In his first outing for the new show, Hamby talks with Senators Cory Booker (D-N.J.) and Steve Daines (R-Mont.), both of whom use Snapchat regularly, and with former Bush speechwriter David Frum. Future episodes will feature Sen. Bernie Sanders, former Obama speechwriter Jon Favreau, and Jon Lovett, a former aide to President Obama.

During the first version of the show, Hamby traveled to various caucus locations, interviewed Barack Obama and Hillary Clinton, tried to explain the race in layman’s terms—and also played to the crowd by featuring wacky candidates like Deez Nuts, a 15-year-old social-media sensation.

The company says the first season of Good Luck, America had more than 22 million unique viewers during the election campaign, which is impressive for a political news show that appears inside a video-based messaging app.

Although Snap is focused on its future as a camera company, it still needs to show high user engagement numbers and growing audiences in order to prove its value as an advertising platform, especially with its sky-high market valuation.
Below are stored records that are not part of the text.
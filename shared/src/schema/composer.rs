//! Schema composition.
//!
//! A class's composed schema is its own fragment with every `allOf` base
//! flattened in, and every reference to an abstract class replaced by a
//! `oneOf` over the concrete subclasses registered at composition time. Class
//! references between properties stay as `$ref`s and are resolved by the
//! validator through the composed table, so recursive models compose in
//! finite space.

use std::collections::{BTreeMap, HashSet};

use serde_json::{json, Map, Value};

use crate::{
    constants::{is_header_field, CLASS_NAME_FIELD},
    schema::class_fragment::{ref_name, ClassFragment},
    PropertySchema, PropertyShape, SchemaError, SimplifiedSchema,
};

// keywords that describe the fragment itself rather than the record
const FRAGMENT_KEYWORDS: [&str; 6] = [
    "$id",
    "allOf",
    "abstract",
    "singleton",
    "properties",
    "required",
];

#[derive(Clone, Debug)]
pub struct ComposedSchema {
    pub schema: Value,
    pub simplified: SimplifiedSchema,
}

#[derive(Default)]
struct Flattened {
    properties: Map<String, Value>,
    required: Vec<String>,
    keywords: Map<String, Value>,
}

impl Flattened {
    fn merge(&mut self, other: Flattened) {
        self.properties.extend(other.properties);
        for name in other.required {
            self.require(name);
        }
        self.keywords.extend(other.keywords);
    }

    fn absorb(&mut self, schema: &Map<String, Value>) {
        if let Some(Value::Object(properties)) = schema.get("properties") {
            for (name, property) in properties {
                self.properties.insert(name.clone(), property.clone());
            }
        }
        if let Some(Value::Array(required)) = schema.get("required") {
            for name in required.iter().filter_map(Value::as_str) {
                self.require(name.to_string());
            }
        }
        for (keyword, value) in schema {
            if !FRAGMENT_KEYWORDS.contains(&keyword.as_str()) {
                self.keywords.insert(keyword.clone(), value.clone());
            }
        }
    }

    fn require(&mut self, name: String) {
        if !self.required.contains(&name) {
            self.required.push(name);
        }
    }
}

pub fn compose(
    class_name: &str,
    fragments: &BTreeMap<String, ClassFragment>,
) -> Result<ComposedSchema, SchemaError> {
    let Some(fragment) = fragments.get(class_name) else {
        return Err(SchemaError::UnknownClass {
            class_name: class_name.to_string(),
        });
    };

    let mut stack = Vec::new();
    let flat = flatten(class_name, fragments, &mut stack)?;
    let simplified = simplify(fragment, &flat);
    let schema = build_schema(fragment, flat, fragments);

    Ok(ComposedSchema { schema, simplified })
}

fn flatten(
    class_name: &str,
    fragments: &BTreeMap<String, ClassFragment>,
    stack: &mut Vec<String>,
) -> Result<Flattened, SchemaError> {
    if stack.iter().any(|name| name == class_name) {
        return Err(SchemaError::CyclicInheritance {
            class_name: class_name.to_string(),
        });
    }
    let Some(fragment) = fragments.get(class_name) else {
        return Err(SchemaError::UnknownClass {
            class_name: class_name.to_string(),
        });
    };

    stack.push(class_name.to_string());

    let mut flat = Flattened::default();
    if let Some(Value::Array(entries)) = fragment.raw().get("allOf") {
        for entry in entries {
            match entry.get("$ref").and_then(Value::as_str) {
                Some(base) => flat.merge(flatten(ref_name(base), fragments, stack)?),
                None => {
                    if let Some(inline) = entry.as_object() {
                        flat.absorb(inline);
                    }
                }
            }
        }
    }
    if let Some(own) = fragment.raw().as_object() {
        flat.absorb(own);
    }

    stack.pop();

    Ok(flat)
}

fn build_schema(
    fragment: &ClassFragment,
    flat: Flattened,
    fragments: &BTreeMap<String, ClassFragment>,
) -> Value {
    let mut properties = Map::new();
    for (name, property) in &flat.properties {
        let mut expanded = expand(property, fragments);
        if let PropertyShape::Container { .. } = property_shape(property) {
            if let Some(entry_schema) = expanded.get("additionalProperties").cloned() {
                expanded["additionalProperties"] =
                    json!({ "anyOf": [{ "type": "null" }, entry_schema] });
            }
        }
        properties.insert(name.clone(), expanded);
    }
    if !fragment.is_abstract() {
        properties.insert(
            CLASS_NAME_FIELD.to_string(),
            json!({ "type": "string", "const": fragment.class_name() }),
        );
    }

    let mut schema = flat.keywords;
    schema.insert("type".to_string(), json!("object"));
    schema.insert("properties".to_string(), Value::Object(properties));
    schema.insert(
        "required".to_string(),
        Value::Array(flat.required.into_iter().map(Value::String).collect()),
    );
    Value::Object(schema)
}

/// Rewrites every `$ref` to an abstract class into a `oneOf` over its
/// currently registered concrete subclasses
fn expand(schema: &Value, fragments: &BTreeMap<String, ClassFragment>) -> Value {
    let Value::Object(map) = schema else {
        return schema.clone();
    };

    if let Some(reference) = map.get("$ref").and_then(Value::as_str) {
        let name = ref_name(reference);
        let is_abstract = fragments
            .get(name)
            .map(ClassFragment::is_abstract)
            .unwrap_or(false);
        if !is_abstract {
            return schema.clone();
        }
        let branches = concrete_subclasses(name, fragments)
            .into_iter()
            .map(|class_name| json!({ "$ref": class_name }))
            .collect();
        let mut output = map.clone();
        output.remove("$ref");
        output.insert("oneOf".to_string(), Value::Array(branches));
        return Value::Object(output);
    }

    let mut output = Map::new();
    for (keyword, value) in map {
        let expanded = match keyword.as_str() {
            "properties" => match value {
                Value::Object(properties) => Value::Object(
                    properties
                        .iter()
                        .map(|(name, property)| (name.clone(), expand(property, fragments)))
                        .collect(),
                ),
                other => other.clone(),
            },
            "additionalProperties" | "items" | "not" => expand(value, fragments),
            "allOf" | "anyOf" | "oneOf" => match value {
                Value::Array(branches) => Value::Array(
                    branches
                        .iter()
                        .map(|branch| expand(branch, fragments))
                        .collect(),
                ),
                other => other.clone(),
            },
            _ => value.clone(),
        };
        output.insert(keyword.clone(), expanded);
    }
    Value::Object(output)
}

/// Every non-abstract class that transitively extends `base`
pub fn concrete_subclasses(base: &str, fragments: &BTreeMap<String, ClassFragment>) -> Vec<String> {
    fragments
        .values()
        .filter(|fragment| !fragment.is_abstract())
        .filter(|fragment| extends(fragment.class_name(), base, fragments, &mut HashSet::new()))
        .map(|fragment| fragment.class_name().to_string())
        .collect()
}

fn extends(
    class_name: &str,
    base: &str,
    fragments: &BTreeMap<String, ClassFragment>,
    visited: &mut HashSet<String>,
) -> bool {
    if !visited.insert(class_name.to_string()) {
        return false;
    }
    let Some(fragment) = fragments.get(class_name) else {
        return false;
    };
    fragment
        .bases()
        .iter()
        .any(|parent| parent == base || extends(parent, base, fragments, visited))
}

/// Class named by a schema that references exactly one class, optionally
/// alongside `null` branches
pub fn class_ref(schema: &Value) -> Option<String> {
    if let Some(reference) = schema.get("$ref").and_then(Value::as_str) {
        return Some(ref_name(reference).to_string());
    }
    for keyword in ["anyOf", "oneOf"] {
        let Some(Value::Array(branches)) = schema.get(keyword) else {
            continue;
        };
        let mut found = None;
        for branch in branches {
            if let Some(reference) = branch.get("$ref").and_then(Value::as_str) {
                if found.is_some() {
                    return None;
                }
                found = Some(ref_name(reference).to_string());
            } else if branch.get("type").and_then(Value::as_str) != Some("null") {
                return None;
            }
        }
        return found;
    }
    None
}

pub fn property_shape(schema: &Value) -> PropertyShape {
    if let Some(class_name) = class_ref(schema) {
        return PropertyShape::Entity { class_name };
    }
    match schema.get("type").and_then(Value::as_str) {
        Some("object") => match schema.get("additionalProperties").and_then(class_ref) {
            Some(class_name) => PropertyShape::Container { class_name },
            None => PropertyShape::Scalar,
        },
        Some("array") => PropertyShape::List {
            item_class: schema.get("items").and_then(class_ref),
        },
        _ => PropertyShape::Scalar,
    }
}

fn simplify(fragment: &ClassFragment, flat: &Flattened) -> SimplifiedSchema {
    let flag = |property: &Value, keyword: &str| {
        property
            .get(keyword)
            .and_then(Value::as_bool)
            .unwrap_or(false)
    };

    let properties = flat
        .properties
        .iter()
        .filter(|(name, _)| !is_header_field(name))
        .map(|(name, property)| {
            let schema = PropertySchema {
                name: name.clone(),
                shape: property_shape(property),
                json_type: property
                    .get("type")
                    .and_then(Value::as_str)
                    .map(str::to_string),
                default: property.get("default").cloned(),
                constant: property.get("const").cloned(),
                required: flat.required.contains(name),
                view_only: flag(property, "viewOnly"),
                volatile: flag(property, "volatile"),
                hidden: flag(property, "hidden"),
            };
            (name.clone(), schema)
        })
        .collect();

    SimplifiedSchema {
        class_name: fragment.class_name().to_string(),
        is_abstract: fragment.is_abstract(),
        properties,
    }
}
Presumably it is hoping that Hamby’s political show will help drive users to spend more time on the service and thus sell more ads.

Although Snap’s IPO was enthusiastically received, some analysts question the company’s future as an advertising vehicle because they say that young users don’t pay much attention to ads. There is also concern that the service is losing momentum to Instagram, which has duplicated many of its features.

At one time, Snapchat showed some interesting potential as a crowdsourced news platform, curating user-generated video “stories” around news events like the San Bernardino terrorist shooting by using its geographically-based filtering technology. But the company seems to have de-emphasized those efforts in its pursuit of its multibillion-dollar IPO.